DIRECTIONS FOR THIS TASK:
Search the data for the string "Returns" and copy each line in which it appears.

TASK MATERIAL:
◇ ◇ ◇ ◇ ◇

// argus-core/src/core/identifiers.rs
// ============================================================================
// Module: Argus Identifiers
// Description: Opaque, validated newtype wrappers for every stable entity
//   identifier in the data model, plus the typed ID constructors that derive
//   them from an entity's defining fields.
// Purpose: Make it impossible to pass a `Repo` where a `FindingId` is
//   expected, and to assemble an ID from the wrong field set.
// Dependencies: serde, serde_json
// ============================================================================

//! ## Overview
//! Every entity identifier in the data model is a SHA-256 hex digest over a
//! canonical JSON object built from the entity's defining fields (see
//! `SPEC_FULL.md` §3), with the single exception of [`IntelId`], which is
//! derived directly from the CVE identifier rather than hashed, and
//! [`Repo`]/[`BuildId`], which are caller-supplied labels rather than
//! content-addressed identifiers.

use serde::Deserialize;
use serde::Serialize;

use crate::core::error::IdentifierError;
use crate::core::hashing::hash_fields;

/// Declares a `#[serde(transparent)]` newtype wrapping a validated,
/// hash-shaped (64 lowercase hex character) string identifier.
macro_rules! hash_id {
    ($(#[$meta:meta])* $name:ident) => {
        $(#[$meta])*
        #[derive(Debug, Clone, PartialEq, Eq, PartialOrd, Ord, Hash, Serialize, Deserialize)]
        #[serde(transparent)]
        pub struct $name(String);

        impl $name {
            /// Wraps an already-computed hash string, validating its shape.
            ///
            /// # Errors
            ///
            /// Returns [`IdentifierError::InvalidShape`] when `value` is not
            /// 64 lowercase hex characters.
            pub fn from_hash(value: impl Into<String>) -> Result<Self, IdentifierError> {
                let value = value.into();
                if value.len() != 64 || !value.bytes().all(|b| b.is_ascii_hexdigit() && !b.is_ascii_uppercase()) {
                    return Err(IdentifierError::InvalidShape {
                        field: stringify!($name),
                        value,
                    });
                }
                Ok(Self(value))
            }

            /// Returns the identifier as a string slice.
            #[must_use]
            pub fn as_str(&self) -> &str {
                &self.0
            }
        }

        impl std::fmt::Display for $name {
            fn fmt(&self, f: &mut std::fmt::Formatter<'_>) -> std::fmt::Result {
                f.write_str(&self.0)
            }
        }
    };
}

hash_id!(
    /// Stable identifier for an ingested bundle artifact.
    ArtifactId
);
hash_id!(
    /// Stable identifier for a normalized finding.
    FindingId
);
hash_id!(
    /// Stable identifier for a dependency-graph edge.
    DependencyId
);
hash_id!(
    /// Stable identifier for an SBOM component.
    ComponentId
);
hash_id!(
    /// Stable identifier for a reachability analysis result.
    ReachabilityId
);
hash_id!(
    /// Stable identifier for a run, equal to the bundle's content hash
    /// unless the caller supplies an explicit run identifier.
    RunId
);
hash_id!(
    /// Stable identifier for a single task-log entry within a run.
    TaskId
);
hash_id!(
    /// Stable identifier for a dry-run action, equal to its idempotency key.
    ActionId
);

/// Caller-supplied repository label. Not content-addressed.
#[derive(Debug, Clone, PartialEq, Eq, PartialOrd, Ord, Hash, Serialize, Deserialize)]
#[serde(transparent)]
pub struct Repo(String);

impl Repo {
    /// Wraps a repository label, rejecting the empty string.
    ///
    /// # Errors
    ///
    /// Returns [`IdentifierError::Empty`] when `value` is empty.
    pub fn new(value: impl Into<String>) -> Result<Self, IdentifierError> {
        let value = value.into();
        if value.is_empty() {
            return Err(IdentifierError::Empty { field: "repo" });
        }
        Ok(Self(value))
    }

    /// Returns the label as a string slice.
    #[must_use]
    pub fn as_str(&self) -> &str {
        &self.0
    }
}

impl std::fmt::Display for Repo {
    fn fmt(&self, f: &mut std::fmt::Formatter<'_>) -> std::fmt::Result {
        f.write_str(&self.0)
    }
}

/// Caller-supplied build identifier label. Not content-addressed.
#[derive(Debug, Clone, PartialEq, Eq, PartialOrd, Ord, Hash, Serialize, Deserialize)]
#[serde(transparent)]
pub struct BuildId(String);

impl BuildId {
    /// Wraps a build identifier label, rejecting the empty string.
    ///
    /// # Errors
    ///
    /// Returns [`IdentifierError::Empty`] when `value` is empty.
    pub fn new(value: impl Into<String>) -> Result<Self, IdentifierError> {
        let value = value.into();
        if value.is_empty() {
            return Err(IdentifierError::Empty { field: "buildId" });
        }
        Ok(Self(value))
    }

    /// Returns the label as a string slice.
    #[must_use]
    pub fn as_str(&self) -> &str {
        &self.0
    }
}

impl std::fmt::Display for BuildId {
    fn fmt(&self, f: &mut std::fmt::Formatter<'_>) -> std::fmt::Result {
        f.write_str(&self.0)
    }
}

/// Threat-intel identifier, required to equal the uppercased CVE string it
/// describes (shape `CVE-YYYY-NNNN` with four or more sequence digits).
#[derive(Debug, Clone, PartialEq, Eq, PartialOrd, Ord, Hash, Serialize, Deserialize)]
#[serde(transparent)]
pub struct IntelId(String);

impl IntelId {
    /// Builds an `IntelId` from a raw CVE string, uppercasing it and
    /// validating the `CVE-YYYY-NNNN(+)` shape.
    ///
    /// # Errors
    ///
    /// Returns [`IdentifierError::InvalidShape`] when `cve` does not match
    /// the required shape after uppercasing.
    pub fn from_cve(cve: &str) -> Result<Self, IdentifierError> {
        let upper = cve.to_ascii_uppercase();
        if !is_valid_cve_shape(&upper) {
            return Err(IdentifierError::InvalidShape {
                field: "intelId",
                value: upper,
            });
        }
        Ok(Self(upper))
    }

    /// Returns the identifier as a string slice.
    #[must_use]
    pub fn as_str(&self) -> &str {
        &self.0
    }
}

impl std::fmt::Display for IntelId {
    fn fmt(&self, f: &mut std::fmt::Formatter<'_>) -> std::fmt::Result {
        f.write_str(&self.0)
    }
}

/// Validates the `^CVE-\d{4}-\d{4,}$` shape without pulling in a regex
/// dependency for a single fixed pattern.
fn is_valid_cve_shape(value: &str) -> bool {
    let Some(rest) = value.strip_prefix("CVE-") else {
        return false;
    };
    let Some((year, sequence)) = rest.split_once('-') else {
        return false;
    };
    year.len() == 4
        && year.bytes().all(|b| b.is_ascii_digit())
        && sequence.len() >= 4
        && sequence.bytes().all(|b| b.is_ascii_digit())
}

/// Computes `findingId = hash({repo, buildId, fingerprint})`.
///
/// # Errors
///
/// Returns [`crate::core::error::HashError`] (wrapped) if canonicalization
/// fails; in practice this only happens for non-finite floats, which never
/// occur in these string-only defining fields.
pub fn finding_id(repo: &Repo, build_id: &BuildId, fingerprint: &str) -> FindingId {
    let digest = hash_fields(serde_json::json!({
        "repo": repo.as_str(),
        "buildId": build_id.as_str(),
        "fingerprint": fingerprint,
    }))
    .unwrap_or_else(|_| unreachable!("string-only fields always canonicalize"));
    FindingId::from_hash(digest).unwrap_or_else(|_| unreachable!("sha256 hex is always valid shape"))
}

/// Computes `dependencyId = hash({repo, buildId, parent, child, version, scope})`.
#[must_use]
pub fn dependency_id(
    repo: &Repo,
    build_id: &BuildId,
    parent: &str,
    child: &str,
    version: &str,
    scope: &str,
) -> DependencyId {
    let digest = hash_fields(serde_json::json!({
        "repo": repo.as_str(),
        "buildId": build_id.as_str(),
        "parent": parent,
        "child": child,
        "version": version,
        "scope": scope,
    }))
    .unwrap_or_else(|_| unreachable!("string-only fields always canonicalize"));
    DependencyId::from_hash(digest).unwrap_or_else(|_| unreachable!("sha256 hex is always valid shape"))
}

/// Computes `artifactId = hash({repo, buildId, runId, filename, checksum})`.
#[must_use]
pub fn artifact_id(
    repo: &Repo,
    build_id: &BuildId,
    run_id: &RunId,
    filename: &str,
    checksum: &str,
) -> ArtifactId {
    let digest = hash_fields(serde_json::json!({
        "repo": repo.as_str(),
        "buildId": build_id.as_str(),
        "runId": run_id.as_str(),
        "filename": filename,
        "checksum": checksum,
    }))
    .unwrap_or_else(|_| unreachable!("string-only fields always canonicalize"));
    ArtifactId::from_hash(digest).unwrap_or_else(|_| unreachable!("sha256 hex is always valid shape"))
}

/// Computes `componentId = hash({repo, buildId, name, version})`.
#[must_use]
pub fn component_id(repo: &Repo, build_id: &BuildId, name: &str, version: &str) -> ComponentId {
    let digest = hash_fields(serde_json::json!({
        "repo": repo.as_str(),
        "buildId": build_id.as_str(),
        "name": name,
        "version": version,
    }))
    .unwrap_or_else(|_| unreachable!("string-only fields always canonicalize"));
    ComponentId::from_hash(digest).unwrap_or_else(|_| unreachable!("sha256 hex is always valid shape"))
}

/// Computes `reachabilityId = hash({findingId, analysisVersion, path})`,
/// where `path` is the lexicographically-chosen witness path's component
/// names. `analysisVersion` is part of identity, per the data model.
#[must_use]
pub fn reachability_id(
    finding_id: &FindingId,
    analysis_version: &str,
    path: &[String],
) -> ReachabilityId {
    let digest = hash_fields(serde_json::json!({
        "findingId": finding_id.as_str(),
        "analysisVersion": analysis_version,
        "path": path,
    }))
    .unwrap_or_else(|_| unreachable!("string-only fields always canonicalize"));
    ReachabilityId::from_hash(digest).unwrap_or_else(|_| unreachable!("sha256 hex is always valid shape"))
}

/// Computes `taskId = hash({runId, stage, taskKey})`.
#[must_use]
pub fn task_id(run_id: &RunId, stage: &str, task_key: &str) -> TaskId {
    let digest = hash_fields(serde_json::json!({
        "runId": run_id.as_str(),
        "stage": stage,
        "taskKey": task_key,
    }))
    .unwrap_or_else(|_| unreachable!("string-only fields always canonicalize"));
    TaskId::from_hash(digest).unwrap_or_else(|_| unreachable!("sha256 hex is always valid shape"))
}

#[cfg(test)]
mod tests {
    use super::*;

    #[test]
    fn finding_id_is_stable_and_ignores_extraneous_input() {
        let repo = Repo::new("acme/widgets").expect("valid repo");
        let build = BuildId::new("build-1").expect("valid build");
        let a = finding_id(&repo, &build, "fp-1");
        let b = finding_id(&repo, &build, "fp-1");
        assert_eq!(a, b);
        let c = finding_id(&repo, &build, "fp-2");
        assert_ne!(a, c);
    }

    #[test]
    fn intel_id_uppercases_and_validates() {
        let id = IntelId::from_cve("cve-2024-12345").expect("valid cve");
        assert_eq!(id.as_str(), "CVE-2024-12345");
        assert!(IntelId::from_cve("CVE-24-1").is_err());
        assert!(IntelId::from_cve("NOT-A-CVE").is_err());
    }

    #[test]
    fn repo_rejects_empty_string() {
        assert!(Repo::new("").is_err());
        assert!(Repo::new("ok").is_ok());
    }
}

◇ ◇ ◇ ◇ ◇

SOLUTION BELOW:
            /// Returns [`IdentifierError::InvalidShape`] when `value` is not
            /// Returns the identifier as a string slice.
    /// Returns [`IdentifierError::Empty`] when `value` is empty.
    /// Returns the label as a string slice.
    /// Returns [`IdentifierError::Empty`] when `value` is empty.
    /// Returns the label as a string slice.
    /// Returns [`IdentifierError::InvalidShape`] when `cve` does not match
    /// Returns the identifier as a string slice.
/// Returns [`crate::core::error::HashError`] (wrapped) if canonicalization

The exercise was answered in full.